Enoxolone (INN, BAN; also known as glycyrrhetinic acid or glycyrrhetic acid) is a pentacyclic triterpenoid derivative of the beta-amyrin type obtained from the hydrolysis of glycyrrhizic acid, which was obtained from the herb liquorice. It is used in flavoring and it masks the bitter taste of drugs like aloe and quinine. It is effective in the treatment of peptic ulcer and also has expectorant (antitussive) properties.  It has some additional pharmacological properties with possible antiviral, antifungal, antiprotozoal, and antibacterial activities.

Mechanism of action
Glycyrrhetinic acid inhibits the enzymes (15-hydroxyprostaglandin dehydrogenase and delta-13-prostaglandin) that metabolize the prostaglandins PGE-2 and PGF-2α to their respective, inactive 15-keto-13,14-dihydro metabolites. This increases prostaglandins in the digestive system. Prostaglandins inhibit gastric secretion, stimulate pancreatic secretion and mucous secretion in the intestines, and markedly increase intestinal motility. They also cause cell proliferation in the stomach. The effect on gastric acid secretion, and promotion of mucous secretion and cell proliferation shows why licorice has potential in treating peptic ulcers.

Licorice should not be taken during pregnancy, because PGF-2α stimulates activity of the uterus during pregnancy and can cause abortion.

The structure of glycyrrhetinic acid is similar to that of cortisone. Both molecules are flat and similar at positions 3 and 11. This might be the basis for licorice's anti-inflammatory action.
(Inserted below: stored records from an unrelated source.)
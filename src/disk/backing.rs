//! Backing strategies for the disk buffer pool
//!
//! A block's memory can come from one of three places: a plain heap
//! allocation, a recycling slab pool, or a slot in one large
//! memory-mapped cache file. The active strategy may only change while
//! no blocks are outstanding, so every live block belongs to the
//! current strategy.

use std::path::Path;

#[cfg(unix)]
use crate::error::{CoreError, DiskErrorKind, Result};

/// Which backing strategy the pool is using
#[derive(Debug, Clone, Copy, PartialEq, Eq)]
pub enum BackingKind {
    /// One heap allocation per block
    Heap,
    /// Recycling slab pool with a growth hint
    Pool,
    /// Slots of a memory-mapped cache file
    Mmap,
}

/// The memory held by a single block
pub(crate) enum BlockData {
    /// Heap or slab-pool region
    Owned(Box<[u8]>),
    /// A slot of the mmap cache file
    #[cfg(unix)]
    Slot {
        ptr: *mut u8,
        len: usize,
        slot: u32,
    },
}

// A Slot's pointer range is exclusively owned by this block until it is
// returned to the region's free list, and the mapping outlives every
// outstanding block (strategy switches require in_use == 0).
unsafe impl Send for BlockData {}

impl BlockData {
    pub(crate) fn as_slice(&self) -> &[u8] {
        match self {
            Self::Owned(b) => b,
            #[cfg(unix)]
            Self::Slot { ptr, len, .. } => unsafe { std::slice::from_raw_parts(*ptr, *len) },
        }
    }

    pub(crate) fn as_mut_slice(&mut self) -> &mut [u8] {
        match self {
            Self::Owned(b) => b,
            #[cfg(unix)]
            Self::Slot { ptr, len, .. } => unsafe { std::slice::from_raw_parts_mut(*ptr, *len) },
        }
    }

    /// Ordering key used by `free_many` to release in address order
    pub(crate) fn sort_key(&self) -> usize {
        match self {
            Self::Owned(b) => b.as_ptr() as usize,
            #[cfg(unix)]
            Self::Slot { slot, .. } => *slot as usize,
        }
    }
}

/// Active backing strategy state
pub(crate) enum Backing {
    Heap,
    Pool(SlabPool),
    #[cfg(unix)]
    Mmap(MmapRegion),
}

/// Why an mmap cache file could not be brought up
pub(crate) struct MmapRegionUnavailable(pub String);

impl Backing {
    /// Construct the mmap-file strategy, or explain why it can't exist
    #[cfg(unix)]
    pub(crate) fn mmap(
        path: &Path,
        max_use: usize,
        block_size: usize,
    ) -> std::result::Result<Self, MmapRegionUnavailable> {
        MmapRegion::create(path, max_use, block_size)
            .map(Backing::Mmap)
            .map_err(|e| MmapRegionUnavailable(e.to_string()))
    }

    #[cfg(not(unix))]
    pub(crate) fn mmap(
        _path: &Path,
        _max_use: usize,
        _block_size: usize,
    ) -> std::result::Result<Self, MmapRegionUnavailable> {
        Err(MmapRegionUnavailable(
            "mmap cache is not supported on this platform".into(),
        ))
    }

    pub(crate) fn kind(&self) -> BackingKind {
        match self {
            Self::Heap => BackingKind::Heap,
            Self::Pool(_) => BackingKind::Pool,
            #[cfg(unix)]
            Self::Mmap(_) => BackingKind::Mmap,
        }
    }

    /// Hand out one block's worth of memory, or `None` if the strategy
    /// is exhausted (only the mmap free list can run dry).
    pub(crate) fn allocate(&mut self, block_size: usize, chunk_hint: usize) -> Option<BlockData> {
        match self {
            Self::Heap => Some(BlockData::Owned(zeroed_block(block_size))),
            Self::Pool(pool) => Some(BlockData::Owned(pool.allocate(block_size, chunk_hint))),
            #[cfg(unix)]
            Self::Mmap(region) => region.allocate(),
        }
    }

    /// Return a block's memory to the strategy
    pub(crate) fn release(&mut self, data: BlockData) {
        match data {
            BlockData::Owned(b) => match self {
                Self::Heap => drop(b),
                Self::Pool(pool) => pool.release(b),
                #[cfg(unix)]
                Self::Mmap(_) => debug_assert!(false, "owned block freed into mmap backing"),
            },
            #[cfg(unix)]
            BlockData::Slot { slot, .. } => match self {
                Self::Mmap(region) => region.release(slot),
                _ => debug_assert!(false, "mmap slot freed into non-mmap backing"),
            },
        }
    }
}

fn zeroed_block(block_size: usize) -> Box<[u8]> {
    vec![0u8; block_size].into_boxed_slice()
}

/// Recycling slab allocator.
///
/// Freed regions go on a free list instead of back to the system; when
/// the list runs dry a whole chunk of fresh regions is carved at once.
pub(crate) struct SlabPool {
    free: Vec<Box<[u8]>>,
}

impl SlabPool {
    pub(crate) fn new() -> Self {
        Self { free: Vec::new() }
    }

    pub(crate) fn allocate(&mut self, block_size: usize, chunk_hint: usize) -> Box<[u8]> {
        if let Some(buf) = self.free.pop() {
            return buf;
        }
        // Grow by a chunk so subsequent allocations hit the free list
        for _ in 1..chunk_hint.max(1) {
            self.free.push(zeroed_block(block_size));
        }
        zeroed_block(block_size)
    }

    pub(crate) fn release(&mut self, buf: Box<[u8]>) {
        self.free.push(buf);
    }

    /// Drop all cached regions back to the system
    pub(crate) fn release_memory(&mut self) {
        self.free.clear();
    }
}

/// One large file mapped read-write; blocks are fixed-size slots handed
/// out from a free list of slot indices.
#[cfg(unix)]
pub(crate) struct MmapRegion {
    base: *mut u8,
    len: usize,
    fd: libc::c_int,
    block_size: usize,
    /// Free slot indices; popped from the back, so kept reversed to
    /// hand out ascending slots first
    free_slots: Vec<u32>,
}

#[cfg(unix)]
unsafe impl Send for MmapRegion {}

#[cfg(unix)]
impl MmapRegion {
    pub(crate) fn create(path: &Path, max_use: usize, block_size: usize) -> Result<Self> {
        use std::ffi::CString;
        use std::os::unix::ffi::OsStrExt;

        let cpath = CString::new(path.as_os_str().as_bytes()).map_err(|_| {
            CoreError::disk(DiskErrorKind::MmapFailed, path, "path contains NUL byte")
        })?;
        let len = max_use * block_size;

        // O_TRUNC because the previous contents are never read back
        let fd = unsafe { libc::open(cpath.as_ptr(), libc::O_RDWR | libc::O_CREAT | libc::O_TRUNC, 0o700) };
        if fd < 0 {
            return Err(mmap_error(path, "open"));
        }

        if unsafe { libc::ftruncate(fd, len as libc::off_t) } != 0 {
            let err = mmap_error(path, "ftruncate");
            unsafe { libc::close(fd) };
            return Err(err);
        }

        let base = unsafe {
            libc::mmap(
                std::ptr::null_mut(),
                len,
                libc::PROT_READ | libc::PROT_WRITE,
                libc::MAP_SHARED,
                fd,
                0,
            )
        };
        if base == libc::MAP_FAILED {
            let err = mmap_error(path, "mmap");
            unsafe {
                libc::ftruncate(fd, 0);
                libc::close(fd);
            }
            return Err(err);
        }

        let free_slots = (0..max_use as u32).rev().collect();
        Ok(Self {
            base: base as *mut u8,
            len,
            fd,
            block_size,
            free_slots,
        })
    }

    fn allocate(&mut self) -> Option<BlockData> {
        let slot = self.free_slots.pop()?;
        let ptr = unsafe { self.base.add(slot as usize * self.block_size) };
        Some(BlockData::Slot {
            ptr,
            len: self.block_size,
            slot,
        })
    }

    fn release(&mut self, slot: u32) {
        let ptr = unsafe { self.base.add(slot as usize * self.block_size) };
        // The data is dead; let the kernel reclaim the pages rather
        // than writing them back to the cache file.
        unsafe {
            #[cfg(target_os = "linux")]
            libc::madvise(ptr as *mut libc::c_void, self.block_size, libc::MADV_DONTNEED);
            #[cfg(not(target_os = "linux"))]
            libc::madvise(ptr as *mut libc::c_void, self.block_size, libc::MADV_FREE);
        }
        self.free_slots.push(slot);
    }

    pub(crate) fn free_slot_count(&self) -> usize {
        self.free_slots.len()
    }
}

#[cfg(unix)]
impl Drop for MmapRegion {
    fn drop(&mut self) {
        unsafe {
            libc::munmap(self.base as *mut libc::c_void, self.len);
            // Truncate before close so close() doesn't block flushing
            // dead cache contents to disk.
            libc::ftruncate(self.fd, 0);
            libc::close(self.fd);
        }
    }
}

#[cfg(unix)]
fn mmap_error(path: &Path, op: &str) -> CoreError {
    CoreError::disk(
        DiskErrorKind::MmapFailed,
        path,
        format!("{op} failed: {}", std::io::Error::last_os_error()),
    )
}

/// Pin a block's pages in RAM
#[cfg(unix)]
pub(crate) fn pin(data: &BlockData) {
    let slice = data.as_slice();
    if unsafe { libc::mlock(slice.as_ptr() as *const libc::c_void, slice.len()) } != 0 {
        tracing::debug!("mlock failed: {}", std::io::Error::last_os_error());
    }
}

#[cfg(unix)]
pub(crate) fn unpin(data: &BlockData) {
    let slice = data.as_slice();
    unsafe { libc::munlock(slice.as_ptr() as *const libc::c_void, slice.len()) };
}

#[cfg(not(unix))]
pub(crate) fn pin(_data: &BlockData) {}

#[cfg(not(unix))]
pub(crate) fn unpin(_data: &BlockData) {}

#[cfg(test)]
mod tests {
    use super::*;

    #[test]
    fn test_slab_pool_recycles() {
        let mut pool = SlabPool::new();
        let a = pool.allocate(1024, 4);
        let a_ptr = a.as_ptr() as usize;
        pool.release(a);
        // Chunk growth left spares on the free list plus the released one
        assert!(!pool.free.is_empty());
        let b = pool.allocate(1024, 4);
        // Most recently released region comes back first
        assert_eq!(b.as_ptr() as usize, a_ptr);
    }

    #[test]
    fn test_slab_pool_release_memory() {
        let mut pool = SlabPool::new();
        let a = pool.allocate(1024, 8);
        pool.release(a);
        pool.release_memory();
        assert!(pool.free.is_empty());
    }

    #[cfg(unix)]
    #[test]
    fn test_mmap_region_slots() {
        let dir = tempfile::tempdir().unwrap();
        let path = dir.path().join("cache.mmap");
        let mut region = MmapRegion::create(&path, 4, 4096).unwrap();
        assert_eq!(region.free_slot_count(), 4);

        let mut a = region.allocate().unwrap();
        a.as_mut_slice()[0] = 0xAB;
        assert_eq!(a.as_slice()[0], 0xAB);
        assert_eq!(region.free_slot_count(), 3);

        let b = region.allocate().unwrap();
        assert_ne!(a.sort_key(), b.sort_key());

        for data in [a, b] {
            match data {
                BlockData::Slot { slot, .. } => region.release(slot),
                BlockData::Owned(_) => unreachable!(),
            }
        }
        assert_eq!(region.free_slot_count(), 4);
    }

    #[cfg(unix)]
    #[test]
    fn test_mmap_region_exhaustion() {
        let dir = tempfile::tempdir().unwrap();
        let path = dir.path().join("cache.mmap");
        let mut region = MmapRegion::create(&path, 2, 4096).unwrap();
        let _a = region.allocate().unwrap();
        let _b = region.allocate().unwrap();
        assert!(region.allocate().is_none());
    }
}
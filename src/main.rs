use balanced_collections::red_black_tree::RedBlackSet;
use log::{error, info, warn, LevelFilter};
use simplelog::{Config, SimpleLogger};
use std::env;
use std::process;

const USAGE: &str = "usage: balanced-collections [KEY | -KEY]...";

fn main() {
    let level = env::var("RB_LOG")
        .ok()
        .and_then(|level| level.parse().ok())
        .unwrap_or(LevelFilter::Info);
    if let Err(err) = SimpleLogger::init(level, Config::default()) {
        eprintln!("failed to initialize logger: {}", err);
    }

    let mut set = RedBlackSet::new();
    for arg in env::args().skip(1) {
        // a leading '-' removes the key instead of inserting it
        let (is_removal, digits) = match arg.strip_prefix('-') {
            Some(digits) => (true, digits),
            None => (false, arg.as_str()),
        };
        let key: u64 = match digits.parse() {
            Ok(key) => key,
            Err(err) => {
                error!("invalid key {:?}: {}", arg, err);
                eprintln!("{}", USAGE);
                process::exit(2);
            },
        };

        if is_removal {
            match set.remove(&key) {
                Some(key) => info!("removed {}", key),
                None => warn!("{} is not present", key),
            }
        } else if set.insert(key) {
            info!("inserted {}", key);
        } else {
            warn!("{} is already present", key);
        }
    }

    match set.check_invariants() {
        Ok(black_height) => info!("{} keys, black-height {}", set.len(), black_height),
        Err(violation) => {
            error!("tree is corrupt: {}", violation);
            process::exit(1);
        },
    }

    let keys: Vec<String> = set.iter().map(u64::to_string).collect();
    println!("{}", keys.join(" "));
}
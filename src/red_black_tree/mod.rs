//! Self-balancing binary search tree that uses a color bit to ensure that the tree remains
//! approximately balanced during insertions and deletions.

mod map;
mod node;
mod set;
mod tree;
mod validate;

pub use self::map::{RedBlackMap, RedBlackMapIntoIter, RedBlackMapIter, DEFAULT_CHUNK_SIZE};
pub use self::set::{RedBlackSet, RedBlackSetIntoIter, RedBlackSetIter};
pub use self::validate::Violation;
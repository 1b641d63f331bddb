use crate::arena::Handle;

/// A link to another node. `None` is the sentinel: it terminates every path, is the parent of
/// the root, and is always black.
pub type Link = Option<Handle>;

/// An enum representing the color of a node in a red black tree.
#[derive(Clone, Copy, Debug, Eq, PartialEq)]
pub enum Color {
    Red,
    Black,
}

/// A struct representing an internal node of a red black tree.
pub struct Node<T, U> {
    pub key: T,
    pub value: U,
    pub color: Color,
    pub left: Link,
    pub right: Link,
    pub parent: Link,
}

impl<T, U> Node<T, U> {
    pub fn new(key: T, value: U, parent: Link) -> Self {
        Node {
            key,
            value,
            color: Color::Red,
            left: None,
            right: None,
            parent,
        }
    }
}

#[cfg(test)]
mod tests {
    use super::{Color, Node};

    #[test]
    fn test_new_node_is_red_leaf() {
        let node = Node::new(1, "a", None);
        assert_eq!(node.color, Color::Red);
        assert!(node.left.is_none());
        assert!(node.right.is_none());
        assert!(node.parent.is_none());
    }
}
3-β-D-(Monoglucuronyl)-18-β-glycyrrhetinic acid, a metabolite of glycyrrhetinic acid, inhibits the conversion of 'active' cortisol to 'inactive' cortisone in the kidneys. This occurs via inhibition of the enzyme 11-β-hydroxysteroid dehydrogenase. As a result, cortisol levels become high within the collecting duct of the kidney. Cortisol has intrinsic mineralocorticoid properties (that is, it acts like aldosterone and increases sodium reabsorption) that work on ENaC channels in the collecting duct.  Hypertension develops due to this mechanism of sodium retention. People often have high blood pressure with a low renin and low aldosterone blood level. The increased amounts of cortisol binds to the unprotected, nonspecific mineralocorticoid receptors and induce sodium and fluid retention, hypokalaemia, high blood pressure, and inhibition of the renin-angiotensin-aldosterone system. Therefore, licorice should not be given to patients with a known history of hypertension in doses sufficient to inhibit 11-β-hydroxysteroid dehydrogenase.

Derivatives

In glycyrrhetinic acid, the functional group (R) is a hydroxyl group. Research in 2005 demonstrated that with a proper functional group a very effective glycyrrhetinic artificial sweetener can be obtained. When R is an anionic NHCO(CH2)CO2K side chain, the sweetening effect is found to be 1200 times that of sugar (human sensory panel data). A shorter or longer spacer reduces the sweetening effect. One explanation is that the taste bud cell receptor has 1.3 nanometers (13 angstroms) available for docking with the sweetener molecule. In addition, the sweetener molecule requires three proton donor positions, of which two reside at the extremities, to be able to interact efficiently with the receptor cavity.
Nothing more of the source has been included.